Give again, word for word, every line in the entries below from the line with "filename crates/core/src/inventory/mod.rs" up to and including the line with "filename crates/core/src/stock/valuation.rs", and no other line.

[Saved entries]
┌──

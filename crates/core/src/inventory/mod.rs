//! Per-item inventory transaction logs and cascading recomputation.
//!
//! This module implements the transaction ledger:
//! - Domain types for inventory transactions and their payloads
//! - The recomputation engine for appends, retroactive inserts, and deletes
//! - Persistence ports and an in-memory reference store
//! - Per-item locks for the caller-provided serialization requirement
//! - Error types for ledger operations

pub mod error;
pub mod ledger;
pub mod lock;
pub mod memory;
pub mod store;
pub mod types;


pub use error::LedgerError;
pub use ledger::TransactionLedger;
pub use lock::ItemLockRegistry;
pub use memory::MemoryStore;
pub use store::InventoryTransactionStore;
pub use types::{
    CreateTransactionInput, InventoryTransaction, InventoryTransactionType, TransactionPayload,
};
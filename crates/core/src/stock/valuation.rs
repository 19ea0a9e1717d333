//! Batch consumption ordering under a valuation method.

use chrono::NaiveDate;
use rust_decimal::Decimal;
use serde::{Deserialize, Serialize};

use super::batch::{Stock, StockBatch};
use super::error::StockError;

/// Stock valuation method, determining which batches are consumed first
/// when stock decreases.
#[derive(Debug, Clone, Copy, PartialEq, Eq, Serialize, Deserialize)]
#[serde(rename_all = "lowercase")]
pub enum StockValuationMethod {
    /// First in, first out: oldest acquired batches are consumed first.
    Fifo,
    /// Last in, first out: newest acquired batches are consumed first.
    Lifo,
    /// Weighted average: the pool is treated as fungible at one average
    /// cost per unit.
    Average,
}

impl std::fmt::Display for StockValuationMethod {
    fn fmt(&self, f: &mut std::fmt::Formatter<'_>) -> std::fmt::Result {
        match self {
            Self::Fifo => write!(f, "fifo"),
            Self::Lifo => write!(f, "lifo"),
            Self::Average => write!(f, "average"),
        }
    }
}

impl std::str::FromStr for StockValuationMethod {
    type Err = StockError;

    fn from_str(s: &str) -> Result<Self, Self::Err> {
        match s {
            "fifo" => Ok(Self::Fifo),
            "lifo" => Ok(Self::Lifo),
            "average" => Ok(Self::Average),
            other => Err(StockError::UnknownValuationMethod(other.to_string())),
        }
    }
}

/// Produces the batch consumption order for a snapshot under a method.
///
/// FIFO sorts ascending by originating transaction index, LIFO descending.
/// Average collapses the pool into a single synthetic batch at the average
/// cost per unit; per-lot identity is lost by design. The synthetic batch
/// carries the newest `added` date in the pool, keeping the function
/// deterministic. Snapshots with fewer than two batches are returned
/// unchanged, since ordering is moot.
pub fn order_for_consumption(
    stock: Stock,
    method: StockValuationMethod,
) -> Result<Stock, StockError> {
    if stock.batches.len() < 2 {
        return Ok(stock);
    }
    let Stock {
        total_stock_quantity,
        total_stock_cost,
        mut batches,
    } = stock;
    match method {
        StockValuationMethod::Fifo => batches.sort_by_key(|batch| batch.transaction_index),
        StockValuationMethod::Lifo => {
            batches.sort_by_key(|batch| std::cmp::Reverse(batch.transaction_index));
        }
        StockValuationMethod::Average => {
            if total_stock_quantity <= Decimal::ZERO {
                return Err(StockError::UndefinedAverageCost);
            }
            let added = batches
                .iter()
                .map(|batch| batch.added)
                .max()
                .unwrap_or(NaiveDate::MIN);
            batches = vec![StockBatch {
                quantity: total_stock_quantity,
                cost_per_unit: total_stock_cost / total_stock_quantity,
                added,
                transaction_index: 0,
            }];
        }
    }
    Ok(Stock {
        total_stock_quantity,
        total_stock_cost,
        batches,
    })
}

└──
┌──

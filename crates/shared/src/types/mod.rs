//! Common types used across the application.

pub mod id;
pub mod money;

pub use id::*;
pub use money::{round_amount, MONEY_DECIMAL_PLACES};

└──

*OUTPUT FOR THIS TASK*
filename crates/core/src/inventory/mod.rs
//! Per-item inventory transaction logs and cascading recomputation.
//!
//! This module implements the transaction ledger:
//! - Domain types for inventory transactions and their payloads
//! - The recomputation engine for appends, retroactive inserts, and deletes
//! - Persistence ports and an in-memory reference store
//! - Per-item locks for the caller-provided serialization requirement
//! - Error types for ledger operations

pub mod error;
pub mod ledger;
pub mod lock;
pub mod memory;
pub mod store;
pub mod types;


pub use error::LedgerError;
pub use ledger::TransactionLedger;
pub use lock::ItemLockRegistry;
pub use memory::MemoryStore;
pub use store::InventoryTransactionStore;
pub use types::{
    CreateTransactionInput, InventoryTransaction, InventoryTransactionType, TransactionPayload,
};
filename crates/core/src/stock/valuation.rs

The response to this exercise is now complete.